授業が始まる。
ひさしぶりに授業でしゃべる。
三年生のゼミと大学院のゼミ。
一週間でいちばん気楽な火曜日である。
教室で学生さんたちを相手にするときの緊張感は、講演会やカルチャーセンターで話すのとは違う。
こういってはせっかく来て頂いている方々には失礼だけれど、講演会やカルチャーセンターのオーディエンスに対して、私は「教育する責任」を負っていない。
もちろんオーディエンスだって「教育なんかしなくていいです」と思っておられる方が過半であろうから、それでよろしいのである。
学生は違う。
彼女たちは授業料の対価としての教育サービスを求めに来ているというだけではない。「それ以上のもの」を求めてきている。
「それ以上」とは何か。
それは彼女たちにもよくわからない。
よくわからないけど、「なにかいいこと」がそこにはありそうな気がするから大学に来る。
この点で教育は市場原理と一線を画す。
ふつう自分が何を買いたいのか知らないものは市場に行かない。
市場に行く人間は、自分が何を買いたいか知っている(それが模倣欲望やメディアの煽りの効果であったにしても)。
少なくとも知っているつもりでいる。
大学に「どんないいこと」があるのか、学生たちはほとんど知らない。
むしろ「どんないいことがあるのか知らない」ということが「大学に行きたい」という欲望を駆動している。
学生たちから感じるのは、売れ筋の商品を並べて接客している商人が感じるものとは違う種類の「渇望」である。
人気商品の前に客が列をなしているときに、商人は客が何を求めているか熟知している。
「はいはい、ちゃんと列を崩さないで待ってて下さいね。
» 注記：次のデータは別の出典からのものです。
// Descriptor pools
//
// Two pools: a regular one whose sets are freed one by one, and a bindless
// one whose sets live as long as the pool.

use anyhow::{Context, Result};
use ash::vk;

use super::VulkanDevice;

const MAX_SETS: u32 = 512;

pub struct DescriptorPools {
    regular: vk::DescriptorPool,
    bindless: vk::DescriptorPool,
}

fn create_pool(device: &VulkanDevice, flags: vk::DescriptorPoolCreateFlags, name: &str) -> Result<vk::DescriptorPool> {
    let pool_sizes = [
        vk::DescriptorPoolSize {
            ty: vk::DescriptorType::COMBINED_IMAGE_SAMPLER,
            descriptor_count: MAX_SETS * 4,
        },
        vk::DescriptorPoolSize {
            ty: vk::DescriptorType::UNIFORM_BUFFER,
            descriptor_count: MAX_SETS,
        },
        vk::DescriptorPoolSize {
            ty: vk::DescriptorType::STORAGE_BUFFER,
            descriptor_count: MAX_SETS,
        },
    ];

    let pool_info = vk::DescriptorPoolCreateInfo::builder()
        .flags(flags)
        .max_sets(MAX_SETS)
        .pool_sizes(&pool_sizes);

    let pool = unsafe { device.device.create_descriptor_pool(&pool_info, None) }
        .with_context(|| format!("Failed to create {name} descriptor pool"))?;
    device.set_object_name(pool, name);
    Ok(pool)
}

impl DescriptorPools {
    pub fn new(device: &VulkanDevice) -> Result<Self> {
        let regular = create_pool(
            device,
            vk::DescriptorPoolCreateFlags::FREE_DESCRIPTOR_SET,
            "regular",
        )?;
        let bindless = match create_pool(device, vk::DescriptorPoolCreateFlags::empty(), "bindless") {
            Ok(pool) => pool,
            Err(e) => {
                unsafe { device.device.destroy_descriptor_pool(regular, None) };
                return Err(e);
            }
        };
        Ok(Self { regular, bindless })
    }

    pub fn allocate(
        &self,
        device: &VulkanDevice,
        layout: vk::DescriptorSetLayout,
        bindless: bool,
    ) -> Result<vk::DescriptorSet> {
        let layouts = [layout];
        let alloc_info = vk::DescriptorSetAllocateInfo::builder()
            .descriptor_pool(if bindless { self.bindless } else { self.regular })
            .set_layouts(&layouts);

        let sets = unsafe { device.device.allocate_descriptor_sets(&alloc_info) }
            .context("Failed to allocate descriptor set")?;
        sets.first().copied().context("Driver returned no descriptor set")
    }

    pub fn free(&self, device: &VulkanDevice, set: vk::DescriptorSet) {
        if let Err(e) = unsafe { device.device.free_descriptor_sets(self.regular, &[set]) } {
            log::error!("Failed to free descriptor set: {:?}", e);
        }
    }

    /// Only valid once the device is idle
    pub fn destroy(&mut self, device: &VulkanDevice) {
        unsafe {
            device.device.destroy_descriptor_pool(self.regular, None);
            device.device.destroy_descriptor_pool(self.bindless, None);
        }
    }
}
はい、押さないで、押さないで」
ところが、学生がずらりと並んでこちらをみつめている教壇の上で、教師は学生たちが何を求めているのか、ぜんぜんわからない。
なにしろ先方だって「なにかいいこと」ありそうで大学に来ているだけであって、教師にむかって「あれ、ください」というほどはっきりと教育サービスのスペックを知っているわけではない。
何を買いに来たのかわからない客と、何を売っていいのかわからない商人が、なんとなくぼおっと向かい合っている状態。
それが大学の新学期である。
私はそういうアモルファスな、欲望の星雲状態が好きである。
幸福な気分になる。
大学院は聴講生、院生、その他(って何だろう?)で40名ほど。
今年は現代日本論を講ずる。
もちろん例のごとく講義はそのままMDに録音して本にしてしまうのである。
ミシマくんもいい加減テープ起こしに飽きて、もうNTTからは出してもらえないかもしれないけど。
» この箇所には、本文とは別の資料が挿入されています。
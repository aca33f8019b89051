// =============================================================================
// CONFIGURATION - Load settings from config.toml
// =============================================================================
//
// Every section falls back to its defaults, so a missing file or a partial
// file still yields a complete configuration.

use anyhow::{Context, Result};
use glam::UVec2;
use serde::Deserialize;
use std::path::Path;

use crate::backend::PresentMode;
use crate::renderer::FrameSettings;

/// Root configuration structure
#[derive(Debug, Deserialize, Default)]
#[serde(default)]
pub struct Config {
    pub window: WindowConfig,
    pub graphics: GraphicsConfig,
    pub debug: DebugConfig,
}

/// Window settings
#[derive(Debug, Deserialize)]
#[serde(default)]
pub struct WindowConfig {
    pub title: String,
    pub width: u32,
    pub height: u32,
    pub fullscreen: bool,
}

impl Default for WindowConfig {
    fn default() -> Self {
        Self {
            title: "Frame Pipeline".to_string(),
            width: 1280,
            height: 720,
            fullscreen: false,
        }
    }
}

/// Graphics settings
#[derive(Debug, Deserialize)]
#[serde(default)]
pub struct GraphicsConfig {
    pub present_mode: String,
    pub clear_color: [f32; 4],
    /// Presentation depth, clamped to 2..=3
    pub frames_in_flight: usize,
    pub msaa_samples: u32,
    /// Upload scratch space per frame slot
    pub staging_buffer_mib: u64,
}

impl Default for GraphicsConfig {
    fn default() -> Self {
        Self {
            present_mode: "fifo".to_string(),
            clear_color: [0.1, 0.1, 0.15, 1.0],
            frames_in_flight: 2,
            msaa_samples: 4,
            staging_buffer_mib: 16,
        }
    }
}

/// Debug settings
#[derive(Debug, Deserialize)]
#[serde(default)]
pub struct DebugConfig {
    pub validation_layers: bool,
    pub log_to_file: bool,
    pub log_file: String,
    pub show_fps: bool,
}

impl Default for DebugConfig {
    fn default() -> Self {
        Self {
            validation_layers: true,
            log_to_file: false,
            log_file: "frame_pipeline.log".to_string(),
            show_fps: true,
        }
    }
}

impl Config {
    /// Load configuration from file, falling back to defaults if not found
    pub fn load() -> Self {
        Self::load_from_path("config.toml").unwrap_or_else(|e| {
            log::warn!("Failed to load config.toml: {:#}. Using defaults.", e);
            Config::default()
        })
    }

    /// Load configuration from a specific path
    pub fn load_from_path<P: AsRef<Path>>(path: P) -> Result<Self> {
        let path = path.as_ref();

        if !path.exists() {
            log::info!("Config file not found at {:?}, using defaults", path);
            return Ok(Config::default());
        }

        let content = std::fs::read_to_string(path)
            .with_context(|| format!("Failed to read config file: {:?}", path))?;

        let config = Self::parse(&content)
            .with_context(|| format!("Failed to parse config file: {:?}", path))?;

        log::info!("Loaded configuration from {:?}", path);
        log::debug!("Config: {:?}", config);

        Ok(config)
    }

    pub fn parse(content: &str) -> Result<Self> {
        Ok(toml::from_str(content)?)
    }

    /// Preferred present mode; unknown names fall back to FIFO
    pub fn present_mode(&self) -> PresentMode {
        match self.graphics.present_mode.to_lowercase().as_str() {
            "immediate" => PresentMode::Immediate,
            "mailbox" => PresentMode::Mailbox,
            "fifo" => PresentMode::Fifo,
            "fifo_relaxed" => PresentMode::FifoRelaxed,
            _ => {
                log::warn!(
                    "Unknown present mode '{}', defaulting to FIFO",
                    self.graphics.present_mode
                );
                PresentMode::Fifo
            }
        }
    }

    /// Backend-neutral settings for `Renderer::new`
    pub fn frame_settings(&self) -> FrameSettings {
        FrameSettings {
            presentation_depth: self.graphics.frames_in_flight,
            present_mode: self.present_mode(),
            staging_buffer_size: self.graphics.staging_buffer_mib.max(1) * 1024 * 1024,
            window_extent: UVec2::new(self.window.width, self.window.height),
        }
    }
}

#[cfg(test)]
mod tests {
    use super::*;

    #[test]
    fn empty_file_yields_defaults() {
        let config = Config::parse("").unwrap();
        assert_eq!(config.window.width, 1280);
        assert_eq!(config.graphics.frames_in_flight, 2);
        assert_eq!(config.present_mode(), PresentMode::Fifo);
    }

    #[test]
    fn partial_sections_keep_remaining_defaults() {
        let config = Config::parse(
            r#"
            [graphics]
            present_mode = "Mailbox"
            frames_in_flight = 3
            staging_buffer_mib = 4
            "#,
        )
        .unwrap();

        let settings = config.frame_settings();
        assert_eq!(settings.present_mode, PresentMode::Mailbox);
        assert_eq!(settings.presentation_depth, 3);
        assert_eq!(settings.staging_buffer_size, 4 * 1024 * 1024);
        assert_eq!(settings.window_extent, UVec2::new(1280, 720));
        assert_eq!(config.graphics.msaa_samples, 4);
    }

    #[test]
    fn unknown_present_mode_falls_back_to_fifo() {
        let config = Config::parse("[graphics]\npresent_mode = \"vsync-ish\"").unwrap();
        assert_eq!(config.present_mode(), PresentMode::Fifo);
    }

    #[test]
    fn missing_file_is_not_an_error() {
        let config = Config::load_from_path("definitely/not/here.toml").unwrap();
        assert_eq!(config.debug.log_file, "frame_pipeline.log");
    }
}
東京の大学院を休学して、阪神間に引っ越してきたツワモノがいる。
週一の大学院の他に、多田塾甲南合気会にも入門し、甲南麻雀連盟にも参加のご意向である。
剛胆というか無謀というか。
とりあえず歓迎麻雀大会での「手痛い祝福」(常套句)でお迎えせねば。
授業の合間にAERAの取材。
「私の人生を変えた三冊の本」とかなんとかそういう特集。
メールでアンケートが来たので、適当に思いつくまま、山本鈴美香『エースをねらえ!』、エマニュエル・レヴィナス『困難な自由』、エーリッヒ・ケストナー『飛ぶ教室』の三冊を書いて送り返す。
よほど選書が変だったのか、どうしてそんな変な本で人生が変わってしまったのか知りたい・・・ということで東京から取材にお越しになったのである。
取材に来られたのは朴順梨さんという女性ライター。
彼女が思いがけなくマンガのヘビーリーダーであったので、たちまちマンガ話に熱中。
『エースをねらえ!』幻の第三部の話などを熱く語ったが、もちろんそんな話はAERAには出ないのである。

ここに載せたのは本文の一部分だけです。